# How to mount a directory for writing on a diskless workstation?



## oleantus (Mar 13, 2021)

I am trying to configure the boot of a diskless workstation. I got it thanks to the documentation.  I have configured directories /etc and /var for writing.  I figured out how to do this by looking at the file rc.initdiskless and other documentation. The diskless workstation now boots normally for me.

But I do not understand in any way how to make other directories (not root filesystems) available for writing.

For example, I want to make a directory /usr/local/etc/X11/xorg.conf.d/ writable.

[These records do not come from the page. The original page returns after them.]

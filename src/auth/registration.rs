//! User registration for Gazette.

use tracing::info;

use crate::db::{Database, NewUser, User, UserRepository};
use crate::{GazetteError, Result};

/// Maximum display name length in characters.
pub const MAX_NAME_LENGTH: usize = 100;

/// Register a new user with a freshly generated API key.
///
/// # Errors
///
/// - `Validation` if the name is blank or too long
/// - `Database` if the user cannot be stored
pub async fn register(db: &Database, name: &str) -> Result<User> {
    let name = name.trim();
    if name.is_empty() {
        return Err(GazetteError::Validation("name cannot be empty".to_string()));
    }
    if name.chars().count() > MAX_NAME_LENGTH {
        return Err(GazetteError::Validation(format!(
            "name must be at most {} characters",
            MAX_NAME_LENGTH
        )));
    }

    let user = UserRepository::new(db.pool())
        .create(&NewUser::new(name))
        .await?;
    info!("User registered: {} ({})", user.name, user.id);
    Ok(user)
}
//! Authentication module for Gazette.
//!
//! This module maps an `Authorization` header to a registered user and
//! issues API keys at registration.

mod api_key;
mod registration;

pub use api_key::{authenticate, parse_authorization};
pub use registration::{register, MAX_NAME_LENGTH};
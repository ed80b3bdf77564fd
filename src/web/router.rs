//! Router configuration for Web API.

use axum::{
    routing::{delete, get},
    Router,
};
use std::sync::Arc;
use tower::ServiceBuilder;
use tower_http::trace::TraceLayer;

use super::handlers::{
    create_feed, create_feed_follow, create_user, delete_feed_follow, error_probe, get_user,
    health_check, list_feed_follows, list_feeds, list_posts, readiness, AppState,
};
use super::middleware::create_cors_layer;

/// Create the main API router with every route under `/v1`.
pub fn create_router(app_state: Arc<AppState>, cors_origins: &[String]) -> Router {
    let v1_routes = Router::new()
        .route("/readiness", get(readiness))
        .route("/err", get(error_probe))
        .route("/users", get(get_user).post(create_user))
        .route("/feeds", get(list_feeds).post(create_feed))
        .route(
            "/feed_follows",
            get(list_feed_follows).post(create_feed_follow),
        )
        .route("/feed_follows/:id", delete(delete_feed_follow))
        .route("/posts", get(list_posts));

    Router::new()
        .nest("/v1", v1_routes)
        .layer(
            ServiceBuilder::new()
                .layer(TraceLayer::new_for_http())
                .layer(create_cors_layer(cors_origins)),
        )
        .with_state(app_state)
}

/// Create a health check router.
pub fn create_health_router() -> Router {
    Router::new().route("/health", get(health_check))
}

#[cfg(test)]
mod tests {
    use super::*;
    use crate::Database;
    use axum::{body::Body, http::Request, http::StatusCode};
    use http_body_util::BodyExt;
    use tower::ServiceExt;

    async fn app() -> Router {
        let db = Arc::new(Database::open_in_memory().await.unwrap());
        create_router(Arc::new(AppState::new(db)), &[]).merge(create_health_router())
    }

    #[tokio::test]
    async fn test_health_route() {
        let response = app()
            .await
            .oneshot(Request::get("/health").body(Body::empty()).unwrap())
            .await
            .unwrap();

        assert_eq!(response.status(), StatusCode::OK);
        let body = response.into_body().collect().await.unwrap().to_bytes();
        assert_eq!(&body[..], b"OK");
    }

    #[tokio::test]
    async fn test_routes_live_under_v1() {
        let response = app()
            .await
            .oneshot(Request::get("/v1/readiness").body(Body::empty()).unwrap())
            .await
            .unwrap();
        assert_eq!(response.status(), StatusCode::OK);

        let response = app()
            .await
            .oneshot(Request::get("/readiness").body(Body::empty()).unwrap())
            .await
            .unwrap();
        assert_eq!(response.status(), StatusCode::NOT_FOUND);
    }
}
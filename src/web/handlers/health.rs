//! Health and probe handlers.

use axum::Json;

use crate::web::dto::{ApiResponse, ReadinessResponse};
use crate::web::error::ApiError;

/// GET /v1/readiness - Report that the service is up.
pub async fn readiness() -> Json<ApiResponse<ReadinessResponse>> {
    Json(ApiResponse::new(ReadinessResponse { status: "ok" }))
}

/// GET /v1/err - Always answer with an internal error.
pub async fn error_probe() -> ApiError {
    ApiError::internal("Internal Server Error")
}

/// GET /health - Plain-text liveness check.
pub async fn health_check() -> &'static str {
    "OK"
}
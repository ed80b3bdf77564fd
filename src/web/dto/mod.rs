//! Data Transfer Objects for Web API.

pub mod json;
pub mod query;
pub mod request;
pub mod response;

pub use json::JsonBody;
pub use query::QueryParams;
pub use request::*;
pub use response::*;
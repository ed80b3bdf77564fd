//! Database module for Gazette.
//!
//! This module provides SQLite connectivity through an `sqlx` pool and
//! migration management.

mod repository;
mod schema;
mod user;

pub use repository::UserRepository;
pub use schema::MIGRATIONS;
pub use user::{NewUser, User};

use std::path::Path;
use std::str::FromStr;
use std::time::Duration;

use sqlx::sqlite::{SqliteConnectOptions, SqliteJournalMode, SqlitePool, SqlitePoolOptions};
use tracing::{debug, info};

use crate::{GazetteError, Result};

/// Connection pool type used by every repository.
pub type DbPool = SqlitePool;

/// Busy timeout applied to every connection.
const BUSY_TIMEOUT: Duration = Duration::from_secs(5);

/// Database wrapper for managing the connection pool and migrations.
pub struct Database {
    pool: DbPool,
}

impl Database {
    /// Open a database at the specified path (or `sqlite:` URL).
    ///
    /// If the database file doesn't exist, it will be created.
    /// Migrations are automatically applied.
    pub async fn open(path: impl AsRef<Path>, max_connections: u32) -> Result<Self> {
        let path = path.as_ref();
        info!("Opening database at {:?}", path);

        let raw = path.to_string_lossy();
        let options = if raw.starts_with("sqlite:") {
            SqliteConnectOptions::from_str(&raw)
                .map_err(|e| GazetteError::DatabaseConnection(e.to_string()))?
        } else {
            // Create parent directories if they don't exist
            if let Some(parent) = path.parent() {
                if !parent.as_os_str().is_empty() && !parent.exists() {
                    std::fs::create_dir_all(parent)?;
                }
            }
            SqliteConnectOptions::new().filename(path)
        };

        let options = options
            .create_if_missing(true)
            .foreign_keys(true)
            .journal_mode(SqliteJournalMode::Wal)
            .busy_timeout(BUSY_TIMEOUT);

        let pool = SqlitePoolOptions::new()
            .max_connections(max_connections)
            .connect_with(options)
            .await
            .map_err(|e| GazetteError::DatabaseConnection(e.to_string()))?;

        let db = Self { pool };
        db.migrate().await?;

        Ok(db)
    }

    /// Open an in-memory database for testing.
    ///
    /// The pool holds a single connection that never expires, since every
    /// new connection to `:memory:` would see an empty database.
    pub async fn open_in_memory() -> Result<Self> {
        debug!("Opening in-memory database");
        let options = SqliteConnectOptions::from_str("sqlite::memory:")
            .map_err(|e| GazetteError::DatabaseConnection(e.to_string()))?
            .foreign_keys(true)
            .busy_timeout(BUSY_TIMEOUT);

        let pool = SqlitePoolOptions::new()
            .max_connections(1)
            .idle_timeout(None)
            .max_lifetime(None)
            .connect_with(options)
            .await
            .map_err(|e| GazetteError::DatabaseConnection(e.to_string()))?;

        let db = Self { pool };
        db.migrate().await?;

        Ok(db)
    }

    /// Get a reference to the connection pool.
    pub fn pool(&self) -> &DbPool {
        &self.pool
    }

    /// Get the current schema version.
    pub async fn schema_version(&self) -> Result<i64> {
        if !self.table_exists("schema_version").await? {
            return Ok(0);
        }

        let version: i64 =
            sqlx::query_scalar("SELECT COALESCE(MAX(version), 0) FROM schema_version")
                .fetch_one(&self.pool)
                .await?;

        Ok(version)
    }

    /// Apply pending migrations.
    pub async fn migrate(&self) -> Result<()> {
        let current_version = self.schema_version().await?;
        let migrations = MIGRATIONS;

        if current_version as usize >= migrations.len() {
            debug!("Database is up to date (version {})", current_version);
            return Ok(());
        }

        info!(
            "Migrating database from version {} to {}",
            current_version,
            migrations.len()
        );

        sqlx::query(
            "CREATE TABLE IF NOT EXISTS schema_version (
                version     INTEGER PRIMARY KEY,
                applied_at  TEXT NOT NULL DEFAULT (datetime('now'))
            )",
        )
        .execute(&self.pool)
        .await?;

        // Apply each pending migration in a transaction
        for (i, migration) in migrations.iter().enumerate().skip(current_version as usize) {
            let version = (i + 1) as i64;
            info!("Applying migration v{}", version);

            let mut tx = self.pool.begin().await?;
            sqlx::raw_sql(migration).execute(&mut *tx).await?;
            sqlx::query("INSERT INTO schema_version (version) VALUES (?)")
                .bind(version)
                .execute(&mut *tx)
                .await?;
            tx.commit().await?;

            debug!("Migration v{} applied successfully", version);
        }

        info!(
            "Database migration complete (now at version {})",
            migrations.len()
        );
        Ok(())
    }

    /// Check if a table exists.
    pub async fn table_exists(&self, table_name: &str) -> Result<bool> {
        let exists: bool = sqlx::query_scalar(
            "SELECT EXISTS(SELECT 1 FROM sqlite_master WHERE type='table' AND name=?)",
        )
        .bind(table_name)
        .fetch_one(&self.pool)
        .await?;
        Ok(exists)
    }

    /// Close every pooled connection.
    pub async fn close(&self) {
        self.pool.close().await;
    }
}

impl std::fmt::Debug for Database {
    fn fmt(&self, f: &mut std::fmt::Formatter<'_>) -> std::fmt::Result {
        f.debug_struct("Database").finish()
    }
}

#[cfg(test)]
mod tests {
    use super::*;

    #[tokio::test]
    async fn test_open_in_memory() {
        let db = Database::open_in_memory().await.unwrap();
        assert!(db.schema_version().await.unwrap() > 0);
    }

    #[tokio::test]
    async fn test_migrations_applied() {
        let db = Database::open_in_memory().await.unwrap();
        let version = db.schema_version().await.unwrap();
        assert_eq!(version as usize, MIGRATIONS.len());
    }

    #[tokio::test]
    async fn test_tables_exist() {
        let db = Database::open_in_memory().await.unwrap();

        for table in ["users", "feeds", "feed_follows", "posts", "schema_version"] {
            assert!(db.table_exists(table).await.unwrap(), "missing {table}");
        }
        assert!(!db.table_exists("nonexistent").await.unwrap());
    }

    #[tokio::test]
    async fn test_migrate_is_idempotent() {
        let db = Database::open_in_memory().await.unwrap();
        db.migrate().await.unwrap();
        assert_eq!(db.schema_version().await.unwrap() as usize, MIGRATIONS.len());
    }

    #[tokio::test]
    async fn test_foreign_keys_enabled() {
        let db = Database::open_in_memory().await.unwrap();
        let fk_enabled: i64 = sqlx::query_scalar("PRAGMA foreign_keys")
            .fetch_one(db.pool())
            .await
            .unwrap();
        assert_eq!(fk_enabled, 1);
    }

    #[tokio::test]
    async fn test_open_file_database() {
        let temp_dir = tempfile::tempdir().unwrap();
        let db_path = temp_dir.path().join("nested").join("test.db");

        {
            let db = Database::open(&db_path, 2).await.unwrap();
            assert!(db.table_exists("feeds").await.unwrap());
            db.close().await;
        }

        // Reopen: migrations should not be reapplied
        let db = Database::open(&db_path, 2).await.unwrap();
        assert_eq!(db.schema_version().await.unwrap() as usize, MIGRATIONS.len());
        db.close().await;
    }
}
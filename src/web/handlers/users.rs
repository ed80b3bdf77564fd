//! User handlers for Web API.

use axum::{extract::State, Json};
use std::sync::Arc;

use crate::auth::register;
use crate::web::dto::{ApiResponse, CreateUserRequest, JsonBody, UserResponse};
use crate::web::error::ApiError;
use crate::web::handlers::AppState;
use crate::web::middleware::AuthUser;

/// POST /v1/users - Register a user and issue an API key.
pub async fn create_user(
    State(state): State<Arc<AppState>>,
    JsonBody(req): JsonBody<CreateUserRequest>,
) -> Result<Json<ApiResponse<UserResponse>>, ApiError> {
    let user = register(&state.db, &req.name).await?;
    Ok(Json(ApiResponse::new(user.into())))
}

/// GET /v1/users - Get the authenticated user.
pub async fn get_user(AuthUser(user): AuthUser) -> Json<ApiResponse<UserResponse>> {
    Json(ApiResponse::new(user.into()))
}
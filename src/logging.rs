//! Tracing setup for Gazette.
//!
//! `RUST_LOG` wins over the configured level when it is set.

use std::fs;
use std::path::Path;
use std::sync::Arc;

use tracing_subscriber::filter::LevelFilter;
use tracing_subscriber::fmt::writer::MakeWriterExt;
use tracing_subscriber::EnvFilter;

use crate::config::LoggingConfig;
use crate::Result;

/// Map a configured level name to a filter. Unknown names mean `info`.
fn level_filter(level: &str) -> LevelFilter {
    match level.trim().to_ascii_lowercase().as_str() {
        "warning" => LevelFilter::WARN,
        other => other.parse().unwrap_or(LevelFilter::INFO),
    }
}

fn env_filter(level: &str) -> EnvFilter {
    EnvFilter::builder()
        .with_default_directive(level_filter(level).into())
        .from_env_lossy()
}

/// Install the global subscriber.
///
/// Events go to stdout and, when `file` is set, are appended to that file.
pub fn init(config: &LoggingConfig) -> Result<()> {
    let Some(path) = config.file.as_deref().map(Path::new) else {
        init_console_only(&config.level);
        return Ok(());
    };

    if let Some(dir) = path.parent().filter(|dir| !dir.as_os_str().is_empty()) {
        fs::create_dir_all(dir)?;
    }
    let file = fs::OpenOptions::new().create(true).append(true).open(path)?;

    tracing_subscriber::fmt()
        .with_env_filter(env_filter(&config.level))
        .with_writer(std::io::stdout.and(Arc::new(file)))
        .with_ansi(false)
        .init();

    Ok(())
}

/// Install a stdout-only subscriber.
pub fn init_console_only(level: &str) {
    tracing_subscriber::fmt()
        .with_env_filter(env_filter(level))
        .init();
}
//! API key authentication.

use tracing::debug;

use crate::db::{Database, User, UserRepository};
use crate::{GazetteError, Result};

/// Extract the credential from an `Authorization` header value.
///
/// The value must be exactly two parts separated by a single space,
/// `<scheme> <token>`. The scheme word is not checked.
pub fn parse_authorization(header: &str) -> Result<&str> {
    let parts: Vec<&str> = header.split(' ').collect();
    match parts.as_slice() {
        [_scheme, token] if !token.is_empty() => Ok(token),
        _ => Err(GazetteError::Auth(
            "malformed authorization header".to_string(),
        )),
    }
}

/// Resolve the user presenting `header`.
///
/// # Errors
///
/// Returns `GazetteError::Auth` if the header is missing, malformed or
/// carries an unknown key.
pub async fn authenticate(db: &Database, header: Option<&str>) -> Result<User> {
    let header =
        header.ok_or_else(|| GazetteError::Auth("missing authorization header".to_string()))?;
    let api_key = parse_authorization(header)?;

    let user = UserRepository::new(db.pool())
        .require_by_api_key(api_key)
        .await?;
    debug!("Authenticated user {}", user.id);
    Ok(user)
}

I want this directory to contain all the files from the template, so that I can write other files to this directory.  This directory must be in memory like /etc and /var.  Is it possible to do this with a rc.initdiskless or some other way?


----------



## Mjölnir (Mar 15, 2021)

You can create it under /var, e.g. /var/local/etc/, move it from the genuine /usr/local/etc, and instead place a symlink there: `ln -s ../../../var/local/etc/ /usr/local/etc`.  Now the whole tree under /usr/local/etc/ is writable.  Alternative to placing it in /var: put /usr/local/etc/* under /etc/local/.  That's just a matter of taste.


----------



## oleantus (Mar 18, 2021)

Mjölnir said:


> You can create it under /var, e.g. /var/local/etc/, move it from the genuine /usr/local/etc, and instead place a symlink there: `ln -s ../../../var/local/etc/ /usr/local/etc`.  Now the whole tree under /usr/local/etc/ is writable.  Alternative to placing it in /var: put /usr/local/etc/* under /etc/local/.  That's just a matter of taste.



Thanks, Mjölnir. I have already found another solution. I have an OS template for a diskless workstation in the /diskless directory. I created a directory /addons in OS template. And copied everything I need to writing there.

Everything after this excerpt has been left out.